//! OTP lifecycle service implementation

use std::sync::Arc;
use tracing::Span;

use crate::domain::entities::UserKey;
use crate::errors::{DomainError, DomainResult};
use crate::repositories::{IdentityRepository, OtpLedgerRepository};

use super::config::OtpServiceConfig;
use super::generator::OtpGenerator;

/// Issues and validates passcodes for users known to the identity store
///
/// The service holds no passcode state of its own; every state change goes
/// through the ledger repository.
pub struct OtpService<I, L, G>
where
    I: IdentityRepository,
    L: OtpLedgerRepository,
    G: OtpGenerator,
{
    /// Public id to user key lookup
    identity_repository: Arc<I>,
    /// Durable passcode state
    ledger_repository: Arc<L>,
    /// Passcode source
    generator: Arc<G>,
    /// Service configuration
    config: OtpServiceConfig,
    /// Parent of every event this service emits
    span: Span,
}

impl<I, L, G> OtpService<I, L, G>
where
    I: IdentityRepository,
    L: OtpLedgerRepository,
    G: OtpGenerator,
{
    /// Create a new OTP service
    ///
    /// # Arguments
    ///
    /// * `identity_repository` - Identity lookup implementation
    /// * `ledger_repository` - Ledger store implementation
    /// * `generator` - Passcode generator
    /// * `config` - Service configuration
    /// * `span` - Logging context; pass `Span::none()` to stay silent
    pub fn new(
        identity_repository: Arc<I>,
        ledger_repository: Arc<L>,
        generator: Arc<G>,
        config: OtpServiceConfig,
        span: Span,
    ) -> Self {
        Self {
            identity_repository,
            ledger_repository,
            generator,
            config,
            span,
        }
    }

    /// Issue a new passcode for a user
    ///
    /// This method:
    /// 1. Resolves the public user id to the internal key
    /// 2. Generates a passcode of the configured length
    /// 3. Asks the ledger to record it, unless a live passcode exists
    ///
    /// The ledger is only touched once the first two steps succeed.
    ///
    /// # Returns
    ///
    /// * `Ok(String)` - The newly issued passcode
    /// * `Err(DomainError)` - `IdentityNotFound`, `Generation`,
    ///   `Otp(OtpError::AlreadyActive)` or `Store`
    pub async fn generate_otp(&self, public_user_id: &str, request_id: &str) -> DomainResult<String> {
        let user_key = self.resolve(public_user_id, request_id).await?;

        let code = self.generator.generate(self.config.code_length).map_err(|e| {
            tracing::error!(
                parent: &self.span,
                user_key = %user_key,
                request_id = request_id,
                error = %e,
                event = "otp_generation_failed",
                "Failed to generate OTP"
            );
            e
        })?;

        match self
            .ledger_repository
            .issue_or_reject(user_key, &code, request_id)
            .await
        {
            Ok(record) => {
                tracing::info!(
                    parent: &self.span,
                    user_key = %user_key,
                    request_id = request_id,
                    otp_id = record.id,
                    expires_at = %record.expires_at,
                    event = "otp_issued",
                    "Issued new OTP"
                );
                Ok(record.code)
            }
            Err(e) => {
                self.log_ledger_failure(&e, user_key, request_id, "issue");
                Err(e)
            }
        }
    }

    /// Validate and consume a passcode
    ///
    /// The `request_id` only correlates log events; it is not compared with
    /// the id recorded at issuance.
    ///
    /// # Returns
    ///
    /// * `Ok(())` - The passcode was valid and is now used
    /// * `Err(DomainError)` - `IdentityNotFound`, `Otp(OtpError::Invalid)`,
    ///   `Otp(OtpError::Expired)` or `Store`
    pub async fn validate_otp(
        &self,
        public_user_id: &str,
        code: &str,
        request_id: &str,
    ) -> DomainResult<()> {
        let user_key = self.resolve(public_user_id, request_id).await?;

        match self.ledger_repository.consume(user_key, code).await {
            Ok(()) => {
                tracing::info!(
                    parent: &self.span,
                    user_key = %user_key,
                    request_id = request_id,
                    event = "otp_consumed",
                    "OTP validated"
                );
                Ok(())
            }
            Err(e) => {
                self.log_ledger_failure(&e, user_key, request_id, "consume");
                Err(e)
            }
        }
    }

    async fn resolve(&self, public_user_id: &str, request_id: &str) -> DomainResult<UserKey> {
        self.identity_repository
            .resolve(public_user_id)
            .await
            .map_err(|e| {
                match &e {
                    DomainError::IdentityNotFound => tracing::warn!(
                        parent: &self.span,
                        user_id = public_user_id,
                        request_id = request_id,
                        event = "identity_not_found",
                        "Unknown user id"
                    ),
                    other => tracing::error!(
                        parent: &self.span,
                        user_id = public_user_id,
                        request_id = request_id,
                        error = %other,
                        event = "identity_lookup_failed",
                        "Failed to resolve user id"
                    ),
                }
                e
            })
    }

    fn log_ledger_failure(
        &self,
        error: &DomainError,
        user_key: UserKey,
        request_id: &str,
        operation: &'static str,
    ) {
        if error.is_client_error() {
            tracing::warn!(
                parent: &self.span,
                user_key = %user_key,
                request_id = request_id,
                operation = operation,
                outcome = %error,
                event = "otp_rejected",
                "OTP request rejected"
            );
        } else {
            tracing::error!(
                parent: &self.span,
                user_key = %user_key,
                request_id = request_id,
                operation = operation,
                error = %error,
                event = "otp_ledger_failed",
                "OTP ledger operation failed"
            );
        }
    }
}
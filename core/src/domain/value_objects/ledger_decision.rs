//! Ledger decisions taken inside an issue or consume transaction.
//!
//! Both ledger implementations (in-memory and MySQL) lock the relevant rows,
//! feed them to these functions, and then apply the returned decision. The
//! two expiry comparisons differ on purpose:
//!
//! - issuance treats a record as live only while `expires_at > now`, so a
//!   record expiring exactly now is stale and gets replaced;
//! - consumption rejects only once `expires_at < now`, so a passcode
//!   presented exactly at its expiry instant is still accepted.
//!
//! An expired match found during consumption stays `Unused`; the next issue
//! for that user retires it.

use chrono::{DateTime, Utc};

use crate::domain::entities::OtpRecord;

/// The columns of a locked ledger row that decisions depend on
#[derive(Debug, Clone, Copy, PartialEq, Eq)]
pub struct LockedOtp {
    pub id: u64,
    pub expires_at: DateTime<Utc>,
}

impl From<&OtpRecord> for LockedOtp {
    fn from(record: &OtpRecord) -> Self {
        Self {
            id: record.id,
            expires_at: record.expires_at,
        }
    }
}

/// Outcome of looking at a user's current `Unused` record before issuing
#[derive(Debug, Clone, Copy, PartialEq, Eq)]
pub enum IssueDecision {
    /// No unused record exists; insert the new one
    Insert,
    /// The unused record has lapsed; mark it expired, then insert
    RetireAndInsert { stale_id: u64 },
    /// A live unused record exists; nothing changes
    RejectActive,
}

impl IssueDecision {
    pub fn decide(unused: Option<LockedOtp>, now: DateTime<Utc>) -> Self {
        match unused {
            None => IssueDecision::Insert,
            Some(otp) if otp.expires_at > now => IssueDecision::RejectActive,
            Some(otp) => IssueDecision::RetireAndInsert { stale_id: otp.id },
        }
    }
}

/// Outcome of looking up an `Unused` record matching a presented code
#[derive(Debug, Clone, Copy, PartialEq, Eq)]
pub enum ConsumeDecision {
    /// Nothing matched; wrong code, already used, or no record at all
    Invalid,
    /// The match has lapsed; report expiry and leave the record untouched
    Expired { id: u64 },
    /// The match is valid; mark it used
    MarkUsed { id: u64 },
}

impl ConsumeDecision {
    pub fn decide(matched: Option<LockedOtp>, now: DateTime<Utc>) -> Self {
        match matched {
            None => ConsumeDecision::Invalid,
            Some(otp) if otp.expires_at < now => ConsumeDecision::Expired { id: otp.id },
            Some(otp) => ConsumeDecision::MarkUsed { id: otp.id },
        }
    }
}
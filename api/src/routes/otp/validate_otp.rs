use actix_web::{web, HttpResponse};
use validator::Validate;

use otp_core::repositories::{IdentityRepository, OtpLedgerRepository};
use otp_core::services::OtpGenerator;

use crate::app::AppState;
use crate::dto::{ValidateOtpRequest, ValidateOtpResponse};
use crate::handlers::{handle_domain_error, validation_error};
use crate::middleware::RequestId;

use super::with_deadline;

/// Handler for POST /otp/validate
///
/// Consumes the user's passcode. The body's `request_id` is only used to
/// correlate logs.
///
/// # Request Body
///
/// ```json
/// {
///     "user_id": "3f0c1b8e-8a57-4a53-9d43-0c3f7e1d2a6b",
///     "otp": "04817",
///     "request_id": "c1d7..."
/// }
/// ```
///
/// # Response
///
/// ## Success (200 OK)
/// ```json
/// { "user_id": "3f0c1b8e-8a57-4a53-9d43-0c3f7e1d2a6b", "message": "OTP validated successfully." }
/// ```
///
/// ## Errors
/// - 400 `bad_request`, `invalid_otp` or `otp_expired`
/// - 404 `identity_not_found`
/// - 500 `internal_error`
pub async fn validate_otp<I, L, G>(
    state: web::Data<AppState<I, L, G>>,
    request_id: RequestId,
    request: web::Json<ValidateOtpRequest>,
) -> HttpResponse
where
    I: IdentityRepository + 'static,
    L: OtpLedgerRepository + 'static,
    G: OtpGenerator + 'static,
{
    let request = request.into_inner();

    if let Err(errors) = request.validate() {
        return handle_domain_error(validation_error(&errors), request_id.as_str());
    }

    tracing::info!(
        request_id = %request_id,
        client_request_id = %request.request_id,
        user_id = %request.user_id,
        "Processing OTP validation"
    );

    let outcome = with_deadline(
        state.request_timeout,
        state
            .otp_service
            .validate_otp(&request.user_id, &request.otp, &request.request_id),
    )
    .await;

    match outcome {
        Ok(()) => HttpResponse::Ok().json(ValidateOtpResponse::success(request.user_id)),
        Err(error) => handle_domain_error(error, request_id.as_str()),
    }
}
//! # OTP Ledger Core
//!
//! Core business logic and domain layer for the OTP ledger backend.
//! This crate contains the passcode entity and its lifecycle rules, the
//! lifecycle service, repository interfaces for identity lookup and the
//! ledger store, and the error taxonomy shared by every layer.

pub mod domain;
pub mod errors;
pub mod repositories;
pub mod services;

// Re-export commonly used types for convenience
pub use domain::*;
pub use errors::*;
pub use repositories::*;
pub use services::*;
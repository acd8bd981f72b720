//! Request and response bodies of the OTP endpoints

use serde::{Deserialize, Serialize};
use uuid::Uuid;
use validator::{Validate, ValidationError};

/// Length of the hyphenated UUID form
const HYPHENATED_UUID_LENGTH: usize = 36;

/// Public user ids are hyphenated version 4 UUIDs
fn validate_user_id(user_id: &str) -> Result<(), ValidationError> {
    let is_uuid4 = user_id.len() == HYPHENATED_UUID_LENGTH
        && Uuid::parse_str(user_id).map_or(false, |id| id.get_version_num() == 4);

    if is_uuid4 {
        Ok(())
    } else {
        Err(ValidationError::new("invalid_uuid"))
    }
}

#[derive(Debug, Clone, Serialize, Deserialize, Validate)]
pub struct RequestOtpRequest {
    /// Public user id (UUID)
    #[validate(custom = "validate_user_id")]
    pub user_id: String,
}

#[derive(Debug, Clone, Serialize, Deserialize)]
pub struct RequestOtpResponse {
    pub user_id: String,
    pub otp: String,
}

#[derive(Debug, Clone, Serialize, Deserialize, Validate)]
pub struct ValidateOtpRequest {
    /// Public user id (UUID)
    #[validate(custom = "validate_user_id")]
    pub user_id: String,

    /// Passcode; at most the longest configurable code length
    #[validate(length(min = 1, max = 32))]
    pub otp: String,

    /// Caller's correlation id, used for logging only; fits `otps.request_id`
    #[validate(length(min = 1, max = 255))]
    pub request_id: String,
}

#[derive(Debug, Clone, Serialize, Deserialize)]
pub struct ValidateOtpResponse {
    pub user_id: String,
    pub message: String,
}

impl ValidateOtpResponse {
    pub fn success(user_id: impl Into<String>) -> Self {
        Self {
            user_id: user_id.into(),
            message: "OTP validated successfully.".to_string(),
        }
    }
}
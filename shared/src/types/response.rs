//! API response types

use chrono::{DateTime, Utc};
use serde::{Deserialize, Serialize};

/// Standardized error response structure for domain errors
#[derive(Debug, Clone, Serialize, Deserialize)]
pub struct ErrorResponse {
    /// Error code for client-side handling
    pub error: String,

    /// Human-readable error message
    pub message: String,

    /// Correlation id of the failed request
    #[serde(skip_serializing_if = "Option::is_none")]
    pub request_id: Option<String>,

    /// Timestamp of when the error occurred
    pub timestamp: DateTime<Utc>,
}

impl ErrorResponse {
    /// Create a new error response
    pub fn new(error: impl Into<String>, message: impl Into<String>) -> Self {
        Self {
            error: error.into(),
            message: message.into(),
            request_id: None,
            timestamp: Utc::now(),
        }
    }

    /// Attach the request correlation id
    pub fn with_request_id(mut self, request_id: impl Into<String>) -> Self {
        self.request_id = Some(request_id.into());
        self
    }
}

/// Health check response
#[derive(Debug, Clone, Serialize, Deserialize)]
pub struct HealthResponse {
    /// Overall health status
    pub status: HealthStatus,

    /// Service name
    pub service: String,

    /// Server version
    pub version: String,

    /// Server timestamp
    pub timestamp: DateTime<Utc>,
}

/// Health status enumeration
#[derive(Debug, Clone, Copy, PartialEq, Eq, Serialize, Deserialize)]
#[serde(rename_all = "lowercase")]
pub enum HealthStatus {
    Healthy,
}
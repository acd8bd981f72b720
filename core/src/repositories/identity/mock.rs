//! Mock implementation of IdentityRepository for testing

use async_trait::async_trait;
use std::collections::HashMap;
use std::sync::atomic::{AtomicBool, Ordering};
use std::sync::Arc;
use tokio::sync::RwLock;

use crate::domain::entities::UserKey;
use crate::errors::{DomainError, DomainResult};

use super::r#trait::IdentityRepository;

/// Mock identity repository backed by a map of public id to user key
pub struct MockIdentityRepository {
    identities: Arc<RwLock<HashMap<String, UserKey>>>,
    should_fail: AtomicBool,
}

impl MockIdentityRepository {
    /// Create a new empty mock repository
    pub fn new() -> Self {
        Self {
            identities: Arc::new(RwLock::new(HashMap::new())),
            should_fail: AtomicBool::new(false),
        }
    }

    /// Register a user
    pub async fn insert(&self, public_id: impl Into<String>, user_key: UserKey) {
        self.identities.write().await.insert(public_id.into(), user_key);
    }

    /// Make every lookup fail with a store error
    pub fn set_should_fail(&self, should_fail: bool) {
        self.should_fail.store(should_fail, Ordering::SeqCst);
    }
}

impl Default for MockIdentityRepository {
    fn default() -> Self {
        Self::new()
    }
}

#[async_trait]
impl IdentityRepository for MockIdentityRepository {
    async fn resolve(&self, public_id: &str) -> DomainResult<UserKey> {
        if self.should_fail.load(Ordering::SeqCst) {
            return Err(DomainError::store("resolve identity", "mock identity store failure"));
        }

        let identities = self.identities.read().await;
        identities
            .get(public_id)
            .copied()
            .ok_or(DomainError::IdentityNotFound)
    }
}
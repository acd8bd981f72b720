use actix_web::{web, HttpServer};
use anyhow::Context;
use chrono::Duration;
use std::sync::Arc;

use otp_api::{create_app, telemetry::init_telemetry, AppState};
use otp_core::services::{Clock, OsRngOtpGenerator, OtpService, OtpServiceConfig, SystemClock};
use otp_infra::database::{DatabasePool, MySqlIdentityRepository, MySqlOtpLedgerRepository};
use otp_shared::config::AppConfig;

#[actix_web::main]
async fn main() -> anyhow::Result<()> {
    // Load environment variables
    dotenvy::dotenv().ok();

    let config = AppConfig::load().context("failed to load configuration")?;

    init_telemetry(&config.logging)?;

    tracing::info!(
        environment = %config.environment,
        bind_address = %config.server.bind_address(),
        "Starting OTP ledger API server"
    );

    // Database
    let database = DatabasePool::new(config.database.clone())
        .await
        .context("failed to create database pool")?;

    if config.database.run_migrations {
        database.run_migrations().await.context("failed to run migrations")?;
    }

    if !database.health_check().await.context("database health check failed")? {
        tracing::warn!("Database health check reported an unexpected result");
    }
    tracing::info!(stats = %database.get_statistics(), "Database ready");

    // Repositories and services
    let clock: Arc<dyn Clock> = Arc::new(SystemClock);

    let identity_repository = Arc::new(MySqlIdentityRepository::new(
        database.get_pool().clone(),
        tracing::info_span!("identity_repository"),
    ));
    let ledger_repository = Arc::new(MySqlOtpLedgerRepository::with_ttl(
        database.get_pool().clone(),
        clock,
        Duration::minutes(config.otp.ttl_minutes),
        tracing::info_span!("otp_ledger"),
    ));

    let otp_service = Arc::new(OtpService::new(
        identity_repository,
        ledger_repository,
        Arc::new(OsRngOtpGenerator),
        OtpServiceConfig::from(&config.otp),
        tracing::info_span!("otp_service"),
    ));

    let app_state = web::Data::new(AppState::new(otp_service, &config.server));

    // HTTP server
    let mut server = HttpServer::new(move || create_app(app_state.clone()))
        .shutdown_timeout(config.server.shutdown_timeout);
    if config.server.workers > 0 {
        server = server.workers(config.server.workers);
    }

    server
        .bind(config.server.bind_address())
        .with_context(|| format!("failed to bind {}", config.server.bind_address()))?
        .run()
        .await
        .context("HTTP server error")?;

    tracing::info!("HTTP server stopped");
    database.close().await;

    Ok(())
}
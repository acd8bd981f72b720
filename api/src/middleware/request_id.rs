//! Request correlation id middleware.
//!
//! Takes the incoming `X-Request-ID` header when present and usable, or
//! generates a UUID v4 otherwise. The id is stored in the request extensions
//! for handlers (see [`RequestId`]) and echoed on every response.

use actix_web::{
    dev::{forward_ready, Payload, Service, ServiceRequest, ServiceResponse, Transform},
    http::header::{HeaderName, HeaderValue},
    Error, FromRequest, HttpMessage, HttpRequest,
};
use futures_util::future::LocalBoxFuture;
use std::{
    fmt,
    future::{ready, Ready},
    rc::Rc,
};
use uuid::Uuid;

/// Header carrying the correlation id
pub const REQUEST_ID_HEADER: &str = "x-request-id";

/// Longest incoming id that is reused as-is
const MAX_REQUEST_ID_LENGTH: usize = 128;

/// Correlation id of the current request
#[derive(Debug, Clone, PartialEq, Eq)]
pub struct RequestId(String);

impl RequestId {
    pub fn generate() -> Self {
        Self(Uuid::new_v4().to_string())
    }

    /// Accept a client-supplied id if it is short, non-blank visible ASCII
    pub fn from_header(value: &HeaderValue) -> Option<Self> {
        let value = value.to_str().ok()?.trim();
        let usable = !value.is_empty()
            && value.len() <= MAX_REQUEST_ID_LENGTH
            && value.chars().all(|c| c.is_ascii_graphic());
        usable.then(|| Self(value.to_string()))
    }

    pub fn as_str(&self) -> &str {
        &self.0
    }
}

impl fmt::Display for RequestId {
    fn fmt(&self, f: &mut fmt::Formatter<'_>) -> fmt::Result {
        f.write_str(&self.0)
    }
}

impl FromRequest for RequestId {
    type Error = Error;
    type Future = Ready<Result<Self, Self::Error>>;

    fn from_request(req: &HttpRequest, _payload: &mut Payload) -> Self::Future {
        let request_id = req
            .extensions()
            .get::<RequestId>()
            .cloned()
            .unwrap_or_else(RequestId::generate);
        ready(Ok(request_id))
    }
}

/// Request id middleware factory
#[derive(Debug, Clone, Copy, Default)]
pub struct RequestIdMiddleware;

impl<S, B> Transform<S, ServiceRequest> for RequestIdMiddleware
where
    S: Service<ServiceRequest, Response = ServiceResponse<B>, Error = Error> + 'static,
    S::Future: 'static,
    B: 'static,
{
    type Response = ServiceResponse<B>;
    type Error = Error;
    type InitError = ();
    type Transform = RequestIdMiddlewareService<S>;
    type Future = Ready<Result<Self::Transform, Self::InitError>>;

    fn new_transform(&self, service: S) -> Self::Future {
        ready(Ok(RequestIdMiddlewareService {
            service: Rc::new(service),
        }))
    }
}

/// Request id middleware service implementation
pub struct RequestIdMiddlewareService<S> {
    service: Rc<S>,
}

impl<S, B> Service<ServiceRequest> for RequestIdMiddlewareService<S>
where
    S: Service<ServiceRequest, Response = ServiceResponse<B>, Error = Error> + 'static,
    S::Future: 'static,
    B: 'static,
{
    type Response = ServiceResponse<B>;
    type Error = Error;
    type Future = LocalBoxFuture<'static, Result<Self::Response, Self::Error>>;

    forward_ready!(service);

    fn call(&self, req: ServiceRequest) -> Self::Future {
        let service = Rc::clone(&self.service);

        let request_id = req
            .headers()
            .get(REQUEST_ID_HEADER)
            .and_then(RequestId::from_header)
            .unwrap_or_else(RequestId::generate);
        req.extensions_mut().insert(request_id.clone());

        Box::pin(async move {
            let mut response = service.call(req).await?;

            if let Ok(value) = HeaderValue::from_str(request_id.as_str()) {
                response
                    .headers_mut()
                    .insert(HeaderName::from_static(REQUEST_ID_HEADER), value);
            }

            Ok(response)
        })
    }
}
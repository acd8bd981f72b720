//! Database module - MySQL implementations using SQLx
//!
//! This module provides the database access layer:
//! - Connection pool management and health checks
//! - Identity and ledger repositories
//! - Embedded schema migrations (`infra/migrations`)

pub mod connection;
pub mod mysql;


// Re-export commonly used types
pub use connection::{DatabasePool, PoolStatistics};
pub use mysql::{MySqlIdentityRepository, MySqlOtpLedgerRepository};
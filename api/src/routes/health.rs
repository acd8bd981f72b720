//! Liveness and health endpoints

use actix_web::HttpResponse;
use chrono::Utc;

use otp_shared::types::{HealthResponse, HealthStatus};

/// Name reported by the health endpoint
pub const SERVICE_NAME: &str = "otp-ledger-api";

/// Handler for GET /ping
pub async fn ping() -> HttpResponse {
    HttpResponse::Ok().json("pong")
}

/// Handler for GET /health
pub async fn health_check() -> HttpResponse {
    HttpResponse::Ok().json(HealthResponse {
        status: HealthStatus::Healthy,
        service: SERVICE_NAME.to_string(),
        version: env!("CARGO_PKG_VERSION").to_string(),
        timestamp: Utc::now(),
    })
}
//! Assertion macros for use inside check functions.
//!
//! Unlike `assert!`, these fail only the current attempt: the message is
//! recorded on the [`Attempt`](crate::Attempt) and the retry loop tries
//! again.
//!
//! ```rust
//! use retry_until::{eventually, retry_assert, retry_assert_eq};
//! use std::sync::atomic::{AtomicU32, Ordering};
//!
//! let ready = AtomicU32::new(0);
//! eventually(|r| {
//!     let n = ready.fetch_add(1, Ordering::SeqCst);
//!     retry_assert!(r, n >= 1, "service not ready after {} polls", n);
//!     retry_assert_eq!(r, n.min(1), 1);
//! });
//! ```

/// Fail the current attempt unless a condition holds.
///
/// # Example
///
/// ```rust
/// use retry_until::{run_with, retry_assert, Counter};
/// use retry_until::testing::RecordingReporter;
/// use std::time::Duration;
///
/// let mut reporter = RecordingReporter::new();
/// run_with(&mut reporter, &mut Counter::new(1, Duration::ZERO), |r| {
///     retry_assert!(r, 1 + 1 == 3);
/// });
/// assert!(reporter.output().contains("assertion failed: 1 + 1 == 3"));
/// ```
#[macro_export]
macro_rules! retry_assert {
    ($attempt:expr, $cond:expr $(,)?) => {
        if !$cond {
            $attempt.fatal(concat!("assertion failed: ", stringify!($cond)));
        }
    };
    ($attempt:expr, $cond:expr, $($arg:tt)+) => {
        if !$cond {
            $attempt.fatal(format_args!($($arg)+));
        }
    };
}

/// Fail the current attempt unless two expressions are equal.
///
/// # Example
///
/// ```rust
/// use retry_until::{run_with, retry_assert_eq, Counter};
/// use retry_until::testing::RecordingReporter;
/// use std::time::Duration;
///
/// let mut reporter = RecordingReporter::new();
/// run_with(&mut reporter, &mut Counter::new(1, Duration::ZERO), |r| {
///     retry_assert_eq!(r, "green", "red");
/// });
/// assert!(reporter.output().contains(r#"left: "green", right: "red""#));
/// ```
#[macro_export]
macro_rules! retry_assert_eq {
    ($attempt:expr, $left:expr, $right:expr $(,)?) => {
        match (&$left, &$right) {
            (left, right) => {
                if !(*left == *right) {
                    $attempt.fatal(format_args!(
                        "assertion `left == right` failed: left: {:?}, right: {:?}",
                        left, right
                    ));
                }
            }
        }
    };
    ($attempt:expr, $left:expr, $right:expr, $($arg:tt)+) => {
        match (&$left, &$right) {
            (left, right) => {
                if !(*left == *right) {
                    $attempt.fatal(format_args!(
                        "assertion `left == right` failed: {}: left: {:?}, right: {:?}",
                        format_args!($($arg)+),
                        left,
                        right
                    ));
                }
            }
        }
    };
}

/// Fail the current attempt if two expressions are equal.
///
/// # Example
///
/// ```rust
/// use retry_until::{run_with, retry_assert_ne, Counter};
/// use retry_until::testing::RecordingReporter;
/// use std::time::Duration;
///
/// let mut reporter = RecordingReporter::new();
/// run_with(&mut reporter, &mut Counter::new(1, Duration::ZERO), |r| {
///     retry_assert_ne!(r, 0, 1);
/// });
/// assert!(!reporter.failed());
/// ```
#[macro_export]
macro_rules! retry_assert_ne {
    ($attempt:expr, $left:expr, $right:expr $(,)?) => {
        match (&$left, &$right) {
            (left, right) => {
                if *left == *right {
                    $attempt.fatal(format_args!(
                        "assertion `left != right` failed: left: {:?}, right: {:?}",
                        left, right
                    ));
                }
            }
        }
    };
    ($attempt:expr, $left:expr, $right:expr, $($arg:tt)+) => {
        match (&$left, &$right) {
            (left, right) => {
                if *left == *right {
                    $attempt.fatal(format_args!(
                        "assertion `left != right` failed: {}: left: {:?}, right: {:?}",
                        format_args!($($arg)+),
                        left,
                        right
                    ));
                }
            }
        }
    };
}

#[cfg(test)]
mod tests {
    use crate::testing::RecordingReporter;
    use crate::{run_with, Counter};
    use std::time::Duration;

    fn single_attempt(f: impl FnMut(&mut crate::Attempt) + Send) -> RecordingReporter {
        let mut reporter = RecordingReporter::new();
        run_with(&mut reporter, &mut Counter::new(1, Duration::ZERO), f);
        reporter
    }

    #[test]
    fn retry_assert_passes() {
        let reporter = single_attempt(|r| retry_assert!(r, true));
        assert!(!reporter.failed());
    }

    #[test]
    fn retry_assert_records_condition() {
        let reporter = single_attempt(|r| retry_assert!(r, 2 < 1));
        assert!(reporter.failed());
        assert!(reporter.output().contains("macros.rs:"));
        assert!(reporter.output().contains("assertion failed: 2 < 1"));
    }

    #[test]
    fn retry_assert_custom_message() {
        let reporter = single_attempt(|r| retry_assert!(r, false, "queue depth {}", 4));
        assert!(reporter.output().ends_with(": queue depth 4\n"));
    }

    #[test]
    fn retry_assert_aborts_attempt() {
        let mut reached = false;
        single_attempt(|r| {
            retry_assert!(r, false);
            reached = true;
        });
        assert!(!reached);
    }

    #[test]
    fn retry_assert_eq_mismatch() {
        let reporter = single_attempt(|r| retry_assert_eq!(r, 1, 2, "counts"));
        assert!(reporter
            .output()
            .contains("assertion `left == right` failed: counts: left: 1, right: 2"));
    }

    #[test]
    fn retry_assert_ne_match() {
        let reporter = single_attempt(|r| retry_assert_ne!(r, "a", "a"));
        assert!(reporter
            .output()
            .contains(r#"assertion `left != right` failed: left: "a", right: "a""#));
    }
}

_Work instruction_:
Once the line containing "use super::generator::OtpGenerator;" has been retyped, stop. Begin at the first line of the material and reproduce every line up to it exactly.

_Answer to this problem_:
//! OTP lifecycle service implementation

use std::sync::Arc;
use tracing::Span;

use crate::domain::entities::UserKey;
use crate::errors::{DomainError, DomainResult};
use crate::repositories::{IdentityRepository, OtpLedgerRepository};

use super::config::OtpServiceConfig;
use super::generator::OtpGenerator;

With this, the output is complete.